The ATO releases statistics on SMSF’s, and this page is divided into 3 sections:
PURPOSE OF STATISTICS
As part of the Super System Review (the Review), A Statistical Summary of Self Managed Superannuation Funds was released on 12 December 2009. The majority of the Self Managed Superannuation Funds (SMSFs) information in that paper was sourced from both publicly available and previously unpublished ATO data.
In December 2011 the ATO released a publication Self-managed superannuation funds A statistical overview 2008-09 (the overview), which was broadly in line with the Super System Review statistical summary using 2008-09 data.
This publication follows on from the overview using 2009-10 data. The ATO proposes to provide annual overviews.
Where appropriate, the ATO refers to Australian Prudential Regulation Authority (APRA) data for comparisons to the SMSF sector.
The ATO began regulating SMSFs in the 2000 financial year under the regulatory framework of the Superannuation Industry (Supervision) Act 1993 (SIS Act).
Traditionally, SMSF data was collected on the super fund income tax return. From 2008, a new SMSF annual return (SAR) was developed to enhance the regulation of SMSFs and enable the collection of more reliable data.

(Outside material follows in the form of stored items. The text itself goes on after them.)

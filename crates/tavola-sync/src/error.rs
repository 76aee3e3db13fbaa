//! # Sync Error Types
//!
//! Error types for the draft synchronizer.
//!
//! ## Error Hierarchy
//! ```text
//! ┌─────────────────────────────────────────────────────────────────────────┐
//! │                       Sync Error Categories                             │
//! │                                                                         │
//! │  ┌─────────────────┐  ┌─────────────────┐  ┌─────────────────────────┐ │
//! │  │  Configuration  │  │   Transport     │  │     Remote              │ │
//! │  │                 │  │                 │  │                         │ │
//! │  │  InvalidConfig  │  │  Connection     │  │  Rejected (4xx/5xx)     │ │
//! │  │  InvalidUrl     │  │  Timeout        │  │  NotFound               │ │
//! │  │  ConfigLoad/Save│  │  RemoteDisabled │  │  InvalidResponse        │ │
//! │  └─────────────────┘  └─────────────────┘  └─────────────────────────┘ │
//! │                                                                         │
//! │  ┌─────────────────┐  ┌─────────────────┐  ┌─────────────────────────┐ │
//! │  │     Store       │  │     Draft       │  │      Domain             │ │
//! │  │                 │  │                 │  │                         │ │
//! │  │  StoreFailed    │  │  NothingToSave  │  │  Core (CoreError)       │ │
//! │  │  Serialization  │  │  AlreadyPersist.│  │                         │ │
//! │  └─────────────────┘  └─────────────────┘  └─────────────────────────┘ │
//! └─────────────────────────────────────────────────────────────────────────┘
//! ```

use tavola_core::CoreError;
use thiserror::Error;

/// Result type alias for sync operations.
pub type SyncResult<T> = Result<T, SyncError>;

/// Sync error type covering all synchronizer failures.
///
/// ## Design Principles
/// - Each variant includes enough context for the log line
/// - Errors are categorized so the caller can decide whether to retry
/// - All errors are `Send + Sync` so they can cross the background save task
#[derive(Debug, Error)]
pub enum SyncError {
    // =========================================================================
    // Configuration Errors
    // =========================================================================
    /// Invalid sync configuration.
    #[error("Invalid sync configuration: {0}")]
    InvalidConfig(String),

    /// Invalid remote base URL.
    #[error("Invalid remote URL: {0}")]
    InvalidUrl(String),

    /// Failed to load config file.
    #[error("Failed to load config: {0}")]
    ConfigLoadFailed(String),

    /// Failed to save config file.
    #[error("Failed to save config: {0}")]
    ConfigSaveFailed(String),

    // =========================================================================
    // Transport Errors
    // =========================================================================
    /// Could not reach the remote order service.
    #[error("Connection failed: {0}")]
    ConnectionFailed(String),

    /// Request timed out.
    #[error("Request timed out: {0}")]
    Timeout(String),

    /// No remote base URL is configured; the terminal runs offline.
    #[error("Remote order service is not configured")]
    RemoteDisabled,

    // =========================================================================
    // Remote Errors
    // =========================================================================
    /// The remote service answered with an error status.
    #[error("Remote service rejected the request ({status}): {message}")]
    Rejected { status: u16, message: String },

    /// The remote service does not know the order.
    #[error("Order not found on remote service: {0}")]
    NotFound(String),

    /// Credentials missing or refused.
    #[error("Unauthorized")]
    Unauthorized,

    /// The response body could not be read as the expected shape.
    #[error("Invalid response: {0}")]
    InvalidResponse(String),

    // =========================================================================
    // Store Errors
    // =========================================================================
    /// The local snapshot store failed.
    #[error("Snapshot store error: {0}")]
    StoreFailed(String),

    /// Failed to serialize a payload.
    #[error("Serialization failed: {0}")]
    SerializationFailed(String),

    // =========================================================================
    // Draft Errors
    // =========================================================================
    /// Draft save refused: no guest has any item.
    #[error("Order {0} has no items to save")]
    NothingToSave(String),

    /// Draft save refused: the order already has a durable id.
    #[error("Order {0} is already persisted remotely")]
    AlreadyPersisted(String),

    // =========================================================================
    // Domain Errors
    // =========================================================================
    /// An order transition was rejected.
    #[error(transparent)]
    Core(#[from] CoreError),
}

// =============================================================================
// Error Conversions
// =============================================================================

impl From<tavola_db::DbError> for SyncError {
    fn from(err: tavola_db::DbError) -> Self {
        SyncError::StoreFailed(err.to_string())
    }
}

impl From<serde_json::Error> for SyncError {
    fn from(err: serde_json::Error) -> Self {
        SyncError::SerializationFailed(err.to_string())
    }
}

impl From<url::ParseError> for SyncError {
    fn from(err: url::ParseError) -> Self {
        SyncError::InvalidUrl(err.to_string())
    }
}

impl From<reqwest::Error> for SyncError {
    fn from(err: reqwest::Error) -> Self {
        if err.is_timeout() {
            SyncError::Timeout(err.to_string())
        } else if err.is_decode() {
            SyncError::InvalidResponse(err.to_string())
        } else if let Some(status) = err.status() {
            SyncError::Rejected {
                status: status.as_u16(),
                message: err.to_string(),
            }
        } else {
            SyncError::ConnectionFailed(err.to_string())
        }
    }
}

impl From<std::io::Error> for SyncError {
    fn from(err: std::io::Error) -> Self {
        SyncError::ConfigLoadFailed(err.to_string())
    }
}

impl From<toml::de::Error> for SyncError {
    fn from(err: toml::de::Error) -> Self {
        SyncError::ConfigLoadFailed(err.to_string())
    }
}

impl From<toml::ser::Error> for SyncError {
    fn from(err: toml::ser::Error) -> Self {
        SyncError::ConfigSaveFailed(err.to_string())
    }
}

// =============================================================================
// Error Categorization (for retry logic)
// =============================================================================

impl SyncError {
    /// Returns true if the operation may succeed when tried again later.
    ///
    /// ## Retryable Errors
    /// - Connection failures (network issues)
    /// - Timeouts
    /// - Server-side failures (5xx)
    ///
    /// ## Non-Retryable Errors
    /// - Configuration errors
    /// - Client errors (4xx), including unknown orders
    /// - Draft guards
    pub fn is_retryable(&self) -> bool {
        match self {
            SyncError::ConnectionFailed(_) | SyncError::Timeout(_) => true,
            SyncError::Rejected { status, .. } => *status >= 500,
            _ => false,
        }
    }

    /// Returns true if this error indicates a configuration problem.
    pub fn is_config_error(&self) -> bool {
        matches!(
            self,
            SyncError::InvalidConfig(_)
                | SyncError::InvalidUrl(_)
                | SyncError::ConfigLoadFailed(_)
                | SyncError::ConfigSaveFailed(_)
                | SyncError::RemoteDisabled
        )
    }

    /// Returns true if the remote service was involved in the failure.
    pub fn is_remote_error(&self) -> bool {
        matches!(
            self,
            SyncError::ConnectionFailed(_)
                | SyncError::Timeout(_)
                | SyncError::RemoteDisabled
                | SyncError::Rejected { .. }
                | SyncError::NotFound(_)
                | SyncError::Unauthorized
                | SyncError::InvalidResponse(_)
        )
    }
}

Generally the data for this overview has been collected from:
• SAR
• SMSF registrations
• Auditor Contravention Reports (ACRs) lodged by approved auditors.
POPULAR STATISTICS
Growth – In the five years to 30 June 2011, SMSFs have been the fastest growing sector of the Australian super industry. SMSF numbers grew by 31%. During this period, total super assets grew by 45%, while SMSF assets grew by 89%.The SMSF sector contributed the largest proportion with 47% of the total 45% growth in super assets.
Investments – There was a positive shift to listed shares and to a lesser extent other managed investments. This corresponds with a shift away from cash and term deposits, other assets and to a small extent non-residential property and the continued shift away from listed trusts.
Members’ income
- The average taxable income of all SMSF members in the year ended 30 June 2010 was almost $91,000.
- Members 35 to 59 years old had the highest average taxable income of more than $103,000.
- SMSF trustees 35 to 49 years old had the most significant difference in average taxable income, earning approximately $114,000 compared to non-SMSF members earning below $61,000.
Members’ balances
- The average SMSF member balance was almost $467,000.
- The average SMSF member balance ranged from $52,600 for members less than 35 years old to almost $773,000 for members more than 65 years old.
Rollovers
- During the five years to 30 June 2010, the $59.7 billion rolled into SMSFs consistently exceeded the $17.2 billion rolled out of SMSFs.
- The overall net inflow into SMSFs was $146.1 billion during the five years to 30 June 2010.
Importance of super and tax professionals to help trustees comply
Tax agents and accountants also play a significant role in the SMSF sector. As at June 2011, SMSFs were serviced by around 14,600 different tax agents or accountants. Approximately 81% of SMSFs are registered with a tax agent; however, nearly all SMSF annual returns (98%) were lodged through a tax agent.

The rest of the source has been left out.